Belisario, John Colquhoun
From Faculty of Medicine Online Museum and Archive
MB 1926 MSurgery 1926 DDM 1947 MD 1951 FRACP
In 1946, John Belisario established and supervised the first Australian training course leading to the Diploma of Dermatological Medicine and, in 1949, co-founded the Dermatological Association of Australia (AMA), becoming its Foundation President. His wrote his plenary study of skin cancer in Australia, Cancer of the Skin in 1959.
John served as a Resident Medical Officer at Royal Prince Alfred Hospital, Sydney from 1926 to 1928 before pursuing postgraduate studies in Dermatology in the United Kingdom, Germany, France and the United States. On his return to Australia in 1931, he was again appointed to the staff of Royal Prince Alfred Hospital where he rose from Honorary Assistant Physician to later become the Head of the Department of Dermatology and Consultant Physician for Diseases of the Skin. He was also a member of its board of directors for 21 years. Concurrently he held appointments at five other Sydney hospitals and ran a busy private specialist practice in Macquarie Street, Sydney.

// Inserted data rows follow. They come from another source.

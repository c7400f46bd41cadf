use crate::core::{Command, Demo, Flow, Number, Output, Token};
use crate::utils::error::{DemoError, Result};
use async_trait::async_trait;
use std::sync::Arc;
use tokio::io::{AsyncBufRead, AsyncBufReadExt, BufReader, Lines};
use tokio::sync::Mutex;

pub const GOODBYE_MESSAGE: &str = "Goodbye!";
pub const UNKNOWN_MESSAGE: &str = "Unknown command";

/// Upper bound on the text produced by repeating a word.
pub const MAX_REPEAT_LEN: usize = 1 << 20;

impl Command {
    /// Matches `tokens` against the known shapes, first match wins.
    /// Arithmetic shapes bind operands of any type.
    pub fn from_tokens(tokens: &[Token]) -> Self {
        match tokens {
            [Token::Word(op), x, y] => match op.as_str() {
                "add" => Command::Add(x.clone(), y.clone()),
                "sub" => Command::Sub(x.clone(), y.clone()),
                "mul" => Command::Mul(x.clone(), y.clone()),
                _ => Command::Unknown,
            },
            [Token::Word(word)] if matches!(word.as_str(), "quit" | "exit") => Command::Quit,
            _ => Command::Unknown,
        }
    }
}

pub fn parse_line(line: &str) -> Vec<Token> {
    line.split_whitespace().map(Token::parse).collect()
}

#[derive(Debug, Clone, Copy)]
enum Op {
    Add,
    Sub,
    Mul,
}

impl Op {
    fn symbol(self) -> char {
        match self {
            Op::Add => '+',
            Op::Sub => '-',
            Op::Mul => '*',
        }
    }

    fn apply_numbers(self, x: Number, y: Number) -> Result<Number> {
        match (x, y) {
            (Number::Int(a), Number::Int(b)) => {
                let value = match self {
                    Op::Add => a.checked_add(b),
                    Op::Sub => a.checked_sub(b),
                    Op::Mul => a.checked_mul(b),
                };
                value.map(Number::Int).ok_or_else(|| DemoError::Arithmetic {
                    message: format!("{} {} {} overflows a 64-bit integer", a, self.symbol(), b),
                })
            }
            _ => {
                let (a, b) = (x.as_f64(), y.as_f64());
                Ok(Number::Float(match self {
                    Op::Add => a + b,
                    Op::Sub => a - b,
                    Op::Mul => a * b,
                }))
            }
        }
    }

    /// Numbers combine arithmetically, two words concatenate under `+`,
    /// and a word times an integer repeats. Anything else is a type error.
    fn apply(self, x: &Token, y: &Token) -> Result<Token> {
        if let (Some(a), Some(b)) = (x.as_number(), y.as_number()) {
            return self.apply_numbers(a, b).map(Token::from);
        }
        match (self, x, y) {
            (Op::Add, Token::Word(a), Token::Word(b)) => Ok(Token::Word(format!("{}{}", a, b))),
            (Op::Mul, Token::Word(word), Token::Int(times))
            | (Op::Mul, Token::Int(times), Token::Word(word)) => repeat(word, *times),
            _ => Err(DemoError::TypeMismatch {
                message: format!(
                    "unsupported operand type(s) for {}: '{}' and '{}'",
                    self.symbol(),
                    x.type_name(),
                    y.type_name()
                ),
            }),
        }
    }

    fn describe(self, x: &Token, y: &Token) -> Result<String> {
        let result = self.apply(x, y)?;
        Ok(format!("{} {} {} = {}", x, self.symbol(), y, result))
    }
}

fn repeat(word: &str, times: i64) -> Result<Token> {
    // non-positive counts give an empty word
    let count = usize::try_from(times.max(0)).unwrap_or(usize::MAX);
    match word.len().checked_mul(count) {
        Some(len) if len <= MAX_REPEAT_LEN => Ok(Token::Word(word.repeat(count))),
        _ => Err(DemoError::Arithmetic {
            message: format!(
                "repeating a {}-byte word {} times exceeds {} bytes",
                word.len(),
                times,
                MAX_REPEAT_LEN
            ),
        }),
    }
}

/// Line to print for `command` and whether dispatch should stop afterwards.
pub fn dispatch(command: &Command) -> Result<(String, Flow)> {
    let line = match command {
        Command::Add(x, y) => Op::Add.describe(x, y)?,
        Command::Sub(x, y) => Op::Sub.describe(x, y)?,
        Command::Mul(x, y) => Op::Mul.describe(x, y)?,
        Command::Quit => return Ok((GOODBYE_MESSAGE.to_string(), Flow::Exit)),
        Command::Unknown => UNKNOWN_MESSAGE.to_string(),
    };
    Ok((line, Flow::Continue))
}

pub struct DispatchDemo {
    tokens: Vec<Token>,
}

impl DispatchDemo {
    pub fn new(tokens: Vec<Token>) -> Self {
        Self { tokens }
    }
}

impl Default for DispatchDemo {
    fn default() -> Self {
        Self::new(vec![Token::from("add"), Token::Int(1), Token::Int(2)])
    }
}

#[async_trait]
impl Demo for DispatchDemo {
    fn name(&self) -> &str {
        "dispatch"
    }

    async fn run(&self, output: Arc<dyn Output>) -> Result<Flow> {
        let command = Command::from_tokens(&self.tokens);
        tracing::debug!("{:?} matched {:?}", self.tokens, command);
        let (line, flow) = dispatch(&command)?;
        output.emit(&line)?;
        Ok(flow)
    }
}

type LineSource = Lines<Box<dyn AsyncBufRead + Send + Unpin>>;

/// Dispatches one command per line as lines arrive, until a quit or exit.
/// Nothing past the quitting line is read.
pub struct ScriptDemo {
    lines: Mutex<LineSource>,
}

impl ScriptDemo {
    pub fn from_reader<R>(reader: R) -> Self
    where
        R: AsyncBufRead + Send + Unpin + 'static,
    {
        let boxed: Box<dyn AsyncBufRead + Send + Unpin> = Box::new(reader);
        Self {
            lines: Mutex::new(boxed.lines()),
        }
    }

    pub fn new(lines: Vec<String>) -> Self {
        Self::from_reader(std::io::Cursor::new(lines.join("\n").into_bytes()))
    }

    pub fn stdin() -> Self {
        Self::from_reader(BufReader::new(tokio::io::stdin()))
    }
}

#[async_trait]
impl Demo for ScriptDemo {
    fn name(&self) -> &str {
        "script"
    }

    async fn run(&self, output: Arc<dyn Output>) -> Result<Flow> {
        let mut lines = self.lines.lock().await;
        let mut number = 0usize;

        while let Some(raw) = lines.next_line().await? {
            number += 1;
            let line = raw.trim();
            if line.is_empty() || line.starts_with('#') {
                continue;
            }
            let command = Command::from_tokens(&parse_line(line));
            tracing::debug!("line {}: {:?}", number, command);
            let (text, flow) = dispatch(&command)?;
            output.emit(&text)?;
            if flow == Flow::Exit {
                return Ok(Flow::Exit);
            }
        }
        Ok(Flow::Continue)
    }
}
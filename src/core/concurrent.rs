use crate::core::{Completion, Demo, Flow, Output, WaitReport, WaitTask};
use crate::utils::error::{DemoError, Result};
use async_trait::async_trait;
use std::sync::Arc;
use std::time::Duration;
use tokio::sync::Mutex;
use tokio::time::Instant;

pub const DONE_MESSAGE: &str = "Done";

/// Completion message for a wait of `delay`.
pub fn wait_message(delay: Duration) -> String {
    if delay.subsec_nanos() == 0 {
        match delay.as_secs() {
            1 => "Waited for 1 second".to_string(),
            secs => format!("Waited for {} seconds", secs),
        }
    } else {
        format!("Waited for {} seconds", delay.as_secs_f64())
    }
}

/// Starts every wait at once, awaits the handles in creation order and
/// finishes with [`DONE_MESSAGE`]. Each task reports itself when its sleep
/// ends, so messages come out in delay order. `time_scale` stretches the
/// real sleep without changing the reported delay. The first failure aborts
/// every wait that has not been joined yet.
pub async fn run_concurrent_waits(
    tasks: &[WaitTask],
    time_scale: f64,
    output: Arc<dyn Output>,
) -> Result<WaitReport> {
    if !time_scale.is_finite() || time_scale < 0.0 {
        return Err(DemoError::InvalidConfigValueError {
            field: "time_scale".to_string(),
            value: time_scale.to_string(),
            reason: "Value must be a finite, non-negative number".to_string(),
        });
    }

    let start = Instant::now();
    // Guards the completion counter and the emit together so order matches the transcript.
    let finished = Arc::new(Mutex::new(0usize));

    let mut handles = Vec::with_capacity(tasks.len());
    for (index, task) in tasks.iter().enumerate() {
        let output = Arc::clone(&output);
        let finished = Arc::clone(&finished);
        let delay = task.delay;
        let sleep_for = delay.mul_f64(time_scale);

        tracing::debug!("Spawning wait #{} ({:?}, sleeping {:?})", index + 1, delay, sleep_for);
        handles.push(tokio::spawn(async move {
            tokio::time::sleep(sleep_for).await;

            let message = wait_message(delay);
            let mut count = finished.lock().await;
            let order = *count;
            *count += 1;
            output.emit(&message)?;
            drop(count);

            tracing::debug!("Wait #{} finished as #{}", index + 1, order + 1);
            Ok::<_, DemoError>(Completion {
                message,
                delay,
                order,
                index,
            })
        }));
    }

    let mut completions = Vec::with_capacity(handles.len());
    let mut pending = handles.into_iter().enumerate();
    while let Some((index, handle)) = pending.next() {
        let joined = handle.await.map_err(|e| DemoError::TaskFailed {
            task: format!("wait #{}", index + 1),
            message: e.to_string(),
        });
        match joined.and_then(|result| result) {
            Ok(completion) => completions.push(completion),
            Err(e) => {
                // no wait may report after the failure
                for (_, rest) in pending.by_ref() {
                    rest.abort();
                }
                return Err(e);
            }
        }
    }
    completions.sort_by_key(|c| c.order);

    output.emit(DONE_MESSAGE)?;

    let elapsed = start.elapsed();
    tracing::info!("{} waits finished in {:?}", completions.len(), elapsed);
    let report = WaitReport {
        completions,
        elapsed,
    };
    tracing::debug!("Wait report: {}", serde_json::to_string(&report)?);
    Ok(report)
}

pub struct ConcurrentWaitDemo {
    tasks: Vec<WaitTask>,
    time_scale: f64,
}

impl ConcurrentWaitDemo {
    pub fn new(tasks: Vec<WaitTask>, time_scale: f64) -> Self {
        Self { tasks, time_scale }
    }
}

impl Default for ConcurrentWaitDemo {
    fn default() -> Self {
        Self::new(vec![WaitTask::from_millis(1000), WaitTask::from_millis(2000)], 1.0)
    }
}

#[async_trait]
impl Demo for ConcurrentWaitDemo {
    fn name(&self) -> &str {
        "concurrent-wait"
    }

    async fn run(&self, output: Arc<dyn Output>) -> Result<Flow> {
        run_concurrent_waits(&self.tasks, self.time_scale, output).await?;
        Ok(Flow::Continue)
    }
}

Having been an officer in the Militia since 1927, he was appointed Lieutenant Colonel in the Australian Imperial Force soon after the outbreak of World War II and commanded the 2nd/3rd Casualty Clearing station in Greece. For his leadership he was appointed OBE in 1941. After being promoted to Temporary Colonel, he took charge of the Australian General Hospital in the Middle East until 1942, and was then deployed to Port Moresby where he developed the existing hospital into “a large efficient hospital that gave first-class service”.[1] At the same time, he was appointed as Consultant Dermatologist to the AIF, a significant role because of the emergence of disabling skin conditions amongst the troops deployed in the deserts and jungles. For this work he was elevated to CBE in 1945 and was awarded the Efficiency Decoration in 1946. He is said to have “engendered a spirit of camaraderie in each of the units he commanded” and “for many years after the war his Macquarie Street consulting rooms were a meeting place for old comrades on ANZAC Day”.[1]

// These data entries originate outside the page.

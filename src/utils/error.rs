use thiserror::Error;

#[derive(Error, Debug)]
pub enum DemoError {
    #[error("IO error: {0}")]
    IoError(#[from] std::io::Error),

    #[error("Serialization error: {0}")]
    SerializationError(#[from] serde_json::Error),

    #[error("Configuration error in '{field}': {message}")]
    ConfigValidationError { field: String, message: String },

    #[error("Invalid value for '{field}' ({value}): {reason}")]
    InvalidConfigValueError {
        field: String,
        value: String,
        reason: String,
    },

    #[error("Missing environment variable: {name}")]
    MissingEnvVarError { name: String },

    #[error("Task '{task}' failed: {message}")]
    TaskFailed { task: String, message: String },

    #[error("Arithmetic error: {message}")]
    Arithmetic { message: String },

    #[error("Type error: {message}")]
    TypeMismatch { message: String },

    #[error("Output error: {message}")]
    OutputError { message: String },
}

#[derive(Debug, Clone, Copy, PartialEq, Eq)]
pub enum ErrorCategory {
    Configuration,
    Runtime,
    Computation,
    System,
}

#[derive(Debug, Clone, Copy, PartialEq, Eq, PartialOrd, Ord)]
pub enum ErrorSeverity {
    Low,
    Medium,
    High,
    Critical,
}

impl DemoError {
    pub fn category(&self) -> ErrorCategory {
        match self {
            DemoError::ConfigValidationError { .. }
            | DemoError::InvalidConfigValueError { .. }
            | DemoError::MissingEnvVarError { .. } => ErrorCategory::Configuration,
            DemoError::TaskFailed { .. } => ErrorCategory::Runtime,
            DemoError::Arithmetic { .. } | DemoError::TypeMismatch { .. } => {
                ErrorCategory::Computation
            }
            DemoError::IoError(_)
            | DemoError::SerializationError(_)
            | DemoError::OutputError { .. } => ErrorCategory::System,
        }
    }

    pub fn severity(&self) -> ErrorSeverity {
        match self.category() {
            ErrorCategory::Computation => ErrorSeverity::Medium,
            ErrorCategory::Configuration | ErrorCategory::Runtime => ErrorSeverity::High,
            ErrorCategory::System => ErrorSeverity::Critical,
        }
    }

    pub fn recovery_suggestion(&self) -> String {
        match self {
            DemoError::ConfigValidationError { field, .. }
            | DemoError::InvalidConfigValueError { field, .. } => {
                format!("Check the '{}' entry in the configuration file", field)
            }
            DemoError::MissingEnvVarError { name } => {
                format!("Export {} before running, or remove it from the config", name)
            }
            DemoError::TaskFailed { .. } => "Re-run with --verbose to see the task log".to_string(),
            DemoError::Arithmetic { .. } => "Use smaller operands".to_string(),
            DemoError::TypeMismatch { .. } => {
                "Words only combine with '+' (two words) or '*' (word and integer)".to_string()
            }
            DemoError::IoError(_) | DemoError::OutputError { .. } => {
                "Check that stdout is writable and the config path exists".to_string()
            }
            DemoError::SerializationError(_) => "Check the report format".to_string(),
        }
    }

    pub fn user_friendly_message(&self) -> String {
        match self.category() {
            ErrorCategory::Configuration => format!("Configuration problem: {}", self),
            ErrorCategory::Runtime => format!("A demo task did not finish: {}", self),
            ErrorCategory::Computation => format!("Could not evaluate the command: {}", self),
            ErrorCategory::System => format!("System error: {}", self),
        }
    }

    /// Process exit code for this error.
    pub fn exit_code(&self) -> i32 {
        match self.severity() {
            ErrorSeverity::Low => 0,
            ErrorSeverity::Medium => 2,
            ErrorSeverity::High => 1,
            ErrorSeverity::Critical => 3,
        }
    }
}

pub type Result<T> = std::result::Result<T, DemoError>;
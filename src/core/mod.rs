pub mod branch;
pub mod concurrent;
pub mod dispatch;
pub mod engine;

pub use crate::domain::model::{Command, Completion, Flow, Number, Token, WaitReport, WaitTask};
pub use crate::domain::ports::{Demo, Output};
pub use crate::utils::error::Result;

pub use branch::{Branch, BranchDemo};
pub use concurrent::ConcurrentWaitDemo;
pub use dispatch::{DispatchDemo, ScriptDemo};
pub use engine::{DemoEngine, RunSummary};
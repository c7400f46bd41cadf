#[cfg(feature = "cli")]
pub mod cli;
pub mod toml_config;

#[cfg(feature = "cli")]
pub use cli::{CliConfig, CommonArgs, DemoCommand, LogFormat};
pub use toml_config::DemoConfig;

Returning to Sydney in 1945, he threw himself into the promotion of Dermatology as an academic discipline. Becoming Lecturer in Diseases of the Skin within the Faculty, he was responsible for the instigation and development of the first Australian training course leading to the Diploma of Dermatological Medicine and was its first supervisor. Like him, graduands had previously been required to travel overseas for postgraduate work in this area. John had been the Secretary of the NSW Branch of the British Association of Dermatology from 1932 to 1939 and took up the Presidency in 1945. Four years later, with his colleague Clive Robinson, he formed the Dermatological Association of Australia (AMA) and became its Foundation President.
He was on the editorial board of various international journals and was reported to have been “an omnivorous and believing reader of world dermatological literature and a prodigious writer who contributed to the journals of many countries in all parts of the world from Argentina to Yugoslavia”.[1] In 1959 he published his major study entitled Cancer of the Skin4 which has formed the basis of our early understanding of skin cancer in Australia.
His relentless promotion of Dermatology within the University and the Hospital resulted in the establishment of the John Belisario Institute of Dermatology within the Royal Prince Alfred Hospital in 1959.
John was elected a Fellow of the Royal Australasian College of Physicians and was appointed CMG in 1968, in recognition of his services to Dermatology and Medicine. He also served as President of the International Society of Tropical Medicine for five years from 1969.
Citation: Mellor, Lise (2008) Belisario, John Colquhoun. Faculty of Medicine Online Museum and Archive, University of Sydney.
An alternate version appears in: Mellor, L. 150 Years, 150 Firsts: The People of the Faculty of Medicine (2006) Sydney, Sydney University Press.